-- What the task asks --
Exactly reproduce the lines from the top of the entries below through the line containing "use super::commands::OutputFormat;", with both ends included.

-- Data extracts --
* * *

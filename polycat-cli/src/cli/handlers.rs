// Copyright (c) 2024-2025 DeepGraph Inc.
// SPDX-License-Identifier: Apache-2.0
//
//! CLI command handlers for PolyCat

use colored::Colorize;
use std::path::{Path, PathBuf};

use super::commands::OutputFormat;
use super::output::{join_ids, or_dash, Listing, ListingFormatter};
use polycat::catalog::{Catalog, CatalogConfig, Pattern, SAMPLE_ADAPTER};

type CliResult = Result<(), Box<dyn std::error::Error>>;

/// Open an existing catalog, or the one described by a JSON configuration file
fn load_catalog(config: Option<&PathBuf>, path: &Path) -> Result<Catalog, Box<dyn std::error::Error>> {
    let config = match config {
        Some(file) => CatalogConfig::from_json_file(file)?,
        None => {
            if !path.exists() {
                return Err(format!(
                    "Catalog not found at {:?}. Run 'polycat init' first.",
                    path
                )
                .into());
            }
            CatalogConfig::persistent(path)
        }
    };
    Ok(Catalog::open(config).map_err(|e| format!("Failed to open catalog: {}", e))?)
}

/// Split `namespace.table`; a bare name means the default namespace
fn split_table_name(qualified: &str) -> (&str, &str) {
    match qualified.split_once('.') {
        Some((namespace, table)) => (namespace, table),
        None => (polycat::catalog::DEFAULT_NAMESPACE, qualified),
    }
}

fn pattern(like: Option<&str>) -> Result<Option<Pattern>, Box<dyn std::error::Error>> {
    Ok(match like {
        Some(p) => Some(Pattern::new(p)?),
        None => None,
    })
}

/// Handle the init command
pub fn handle_init(config: Option<PathBuf>, path: PathBuf, reset: bool, sample: bool) -> CliResult {
    let mut config = match config {
        Some(file) => CatalogConfig::from_json_file(file)?,
        None => CatalogConfig::persistent(&path),
    };
    config.reset = reset;

    println!("{}", "Initializing PolyCat catalog...".bold().green());
    if let Some(parent) = config.path.parent() {
        std::fs::create_dir_all(parent)?;
    }
    let catalog =
        Catalog::open(config).map_err(|e| format!("Failed to initialize catalog: {}", e))?;
    println!("  → Storage: {}", catalog.storage_type());

    if sample {
        match catalog.get_adapter_by_name(SAMPLE_ADAPTER) {
            Ok(_) => println!("  → Sample schema already present"),
            Err(e) if e.is_not_found() => {
                println!("  → Adding sample schema...");
                catalog.add_sample_schema()?;
                catalog.commit()?;
            }
            Err(e) => return Err(e.into()),
        }
    }

    let stats = catalog.statistics()?;
    println!(
        "    {} namespaces, {} tables, {} adapters",
        stats.namespaces, stats.tables, stats.adapters
    );
    catalog.close()?;

    println!(
        "{}",
        format!("\nPolyCat catalog ready at {:?}", catalog.config().path).green()
    );
    println!("{}", "\nInspect it with:".yellow());
    println!(
        "{}",
        format!("  polycat tables --path {:?}", catalog.config().path).cyan()
    );
    Ok(())
}

/// Handle the validate command
pub fn handle_validate(config: Option<PathBuf>, path: PathBuf) -> CliResult {
    let catalog = load_catalog(config.as_ref(), &path)?;
    let violations = catalog.consistency_violations()?;
    catalog.close()?;

    if violations.is_empty() {
        println!("{}", "✅ Catalog is consistent".green());
        return Ok(());
    }
    println!(
        "{}",
        format!("Found {} inconsistencies:", violations.len()).bold().red()
    );
    for (i, violation) in violations.iter().enumerate() {
        println!("  {}. {}", i + 1, violation.red());
    }
    Err("Catalog validation failed".into())
}

pub fn handle_namespaces(
    config: Option<PathBuf>,
    path: PathBuf,
    like: Option<String>,
    format: OutputFormat,
) -> CliResult {
    let catalog = load_catalog(config.as_ref(), &path)?;
    let mut listing = Listing::new(
        "namespaces",
        vec!["id", "name", "model", "owner", "case_sensitive", "tables"],
    );
    for namespace in catalog.get_namespaces(pattern(like.as_deref())?.as_ref())? {
        let children = catalog.get_namespace_children(namespace.id)?;
        listing.push(vec![
            namespace.id.to_string(),
            namespace.name,
            namespace.model.to_string(),
            namespace.owner,
            namespace.case_sensitive.to_string(),
            children.len().to_string(),
        ]);
    }
    catalog.close()?;
    print!("{}", ListingFormatter::format(&listing, format));
    Ok(())
}

pub fn handle_tables(
    config: Option<PathBuf>,
    path: PathBuf,
    namespace: Option<String>,
    like: Option<String>,
    format: OutputFormat,
) -> CliResult {
    let catalog = load_catalog(config.as_ref(), &path)?;
    let tables = catalog.get_tables_by_pattern(
        pattern(namespace.as_deref())?.as_ref(),
        pattern(like.as_deref())?.as_ref(),
    )?;
    let mut listing = Listing::new(
        "tables",
        vec![
            "id",
            "namespace",
            "name",
            "type",
            "owner",
            "columns",
            "primary_key",
            "adapters",
            "partitions",
        ],
    );
    for table in tables {
        let namespace = catalog.get_namespace(table.namespace_id)?;
        listing.push(vec![
            table.id.to_string(),
            namespace.name,
            table.name,
            table.entity_type.as_str().to_string(),
            table.owner,
            table.column_ids.len().to_string(),
            or_dash(table.primary_key),
            join_ids(&table.adapter_ids),
            table.partition_property.partition_ids.len().to_string(),
        ]);
    }
    catalog.close()?;
    print!("{}", ListingFormatter::format(&listing, format));
    Ok(())
}

pub fn handle_columns(
    config: Option<PathBuf>,
    path: PathBuf,
    table: String,
    format: OutputFormat,
) -> CliResult {
    let catalog = load_catalog(config.as_ref(), &path)?;
    let (namespace_name, table_name) = split_table_name(&table);
    let table = catalog.get_table_by_names(namespace_name, table_name)?;
    let pk_columns = match table.primary_key {
        Some(key) => catalog.get_key(key)?.column_ids,
        None => Vec::new(),
    };

    let mut listing = Listing::new(
        format!("columns of {}.{}", namespace_name, table.name),
        vec!["position", "id", "name", "type", "length", "nullable", "collation", "pk"],
    );
    for column in catalog.get_columns(table.id)? {
        listing.push(vec![
            column.position.to_string(),
            column.id.to_string(),
            column.name,
            column.column_type.base.to_string(),
            or_dash(column.column_type.length),
            column.nullable.to_string(),
            or_dash(column.collation.map(|c| format!("{:?}", c))),
            pk_columns.contains(&column.id).to_string(),
        ]);
    }
    catalog.close()?;
    print!("{}", ListingFormatter::format(&listing, format));
    Ok(())
}

pub fn handle_adapters(config: Option<PathBuf>, path: PathBuf, format: OutputFormat) -> CliResult {
    let catalog = load_catalog(config.as_ref(), &path)?;
    let mut listing = Listing::new(
        "adapters",
        vec!["id", "unique_name", "adapter", "kind", "placements", "settings"],
    );
    for adapter in catalog.get_adapters()? {
        let placements = catalog.get_data_placements_on_adapter(adapter.id)?;
        let settings = adapter
            .settings
            .iter()
            .map(|(k, v)| format!("{}={}", k, v))
            .collect::<Vec<_>>()
            .join(" ");
        listing.push(vec![
            adapter.id.to_string(),
            adapter.unique_name,
            adapter.adapter_name,
            adapter.kind.as_str().to_string(),
            placements.len().to_string(),
            settings,
        ]);
    }
    catalog.close()?;
    print!("{}", ListingFormatter::format(&listing, format));
    Ok(())
}

pub fn handle_placements(
    config: Option<PathBuf>,
    path: PathBuf,
    table: String,
    format: OutputFormat,
) -> CliResult {
    let catalog = load_catalog(config.as_ref(), &path)?;
    let (namespace_name, table_name) = split_table_name(&table);
    let table = catalog.get_table_by_names(namespace_name, table_name)?;

    let mut listing = Listing::new(
        format!("placements of {}.{}", namespace_name, table.name),
        vec!["adapter", "column", "type", "physical_name", "position", "partitions", "full"],
    );
    for placement in catalog.get_data_placements(table.id)? {
        let adapter = catalog.get_adapter(placement.adapter_id)?;
        let partitions = join_ids(&placement.all_partition_ids());
        let full = placement.has_full_placement(&table).to_string();
        for column_placement in
            catalog.get_column_placements_on_adapter_per_table(adapter.id, table.id)?
        {
            let column = catalog.get_column(column_placement.column_id)?;
            listing.push(vec![
                adapter.unique_name.clone(),
                column.name,
                format!("{:?}", column_placement.placement_type),
                or_dash(column_placement.physical_column_name),
                column_placement.physical_position.to_string(),
                partitions.clone(),
                full.clone(),
            ]);
        }
    }
    catalog.close()?;
    print!("{}", ListingFormatter::format(&listing, format));
    Ok(())
}

pub fn handle_stats(config: Option<PathBuf>, path: PathBuf, format: OutputFormat) -> CliResult {
    let catalog = load_catalog(config.as_ref(), &path)?;
    let stats = catalog.statistics()?;
    let collections = catalog.collection_statistics()?;
    let storage_type = catalog.storage_type();
    catalog.close()?;

    if let OutputFormat::Json = format {
        let json = serde_json::json!({
            "storage": storage_type.to_string(),
            "entities": stats,
            "collections": collections
                .iter()
                .map(|(name, s)| serde_json::json!({
                    "name": name,
                    "entries": s.entry_count,
                    "bytes": s.size_bytes,
                }))
                .collect::<Vec<_>>(),
        });
        println!("{}", serde_json::to_string_pretty(&json)?);
        return Ok(());
    }

    let mut entities = Listing::new(format!("entities ({})", storage_type), vec!["kind", "count"]);
    let counts = [
        ("namespaces", stats.namespaces),
        ("tables", stats.tables),
        ("columns", stats.columns),
        ("keys", stats.keys),
        ("constraints", stats.constraints),
        ("foreign keys", stats.foreign_keys),
        ("indexes", stats.indexes),
        ("adapters", stats.adapters),
        ("partition groups", stats.partition_groups),
        ("partitions", stats.partitions),
        ("data placements", stats.data_placements),
        ("column placements", stats.column_placements),
        ("partition placements", stats.partition_placements),
        ("graphs", stats.graphs),
    ];
    for (kind, count) in counts {
        entities.push(vec![kind.to_string(), count.to_string()]);
    }
    print!("{}", ListingFormatter::format(&entities, format));

    let mut storage = Listing::new("collections", vec!["name", "entries", "bytes"]);
    for (name, s) in collections {
        storage.push(vec![name, s.entry_count.to_string(), s.size_bytes.to_string()]);
    }
    print!("{}", ListingFormatter::format(&storage, format));
    Ok(())
}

* * *

-- Response box --
filename polycat-cli/src/cli/handlers.rs
// Copyright (c) 2024-2025 DeepGraph Inc.
// SPDX-License-Identifier: Apache-2.0
//
//! CLI command handlers for PolyCat

use colored::Colorize;
use std::path::{Path, PathBuf};

use super::commands::OutputFormat;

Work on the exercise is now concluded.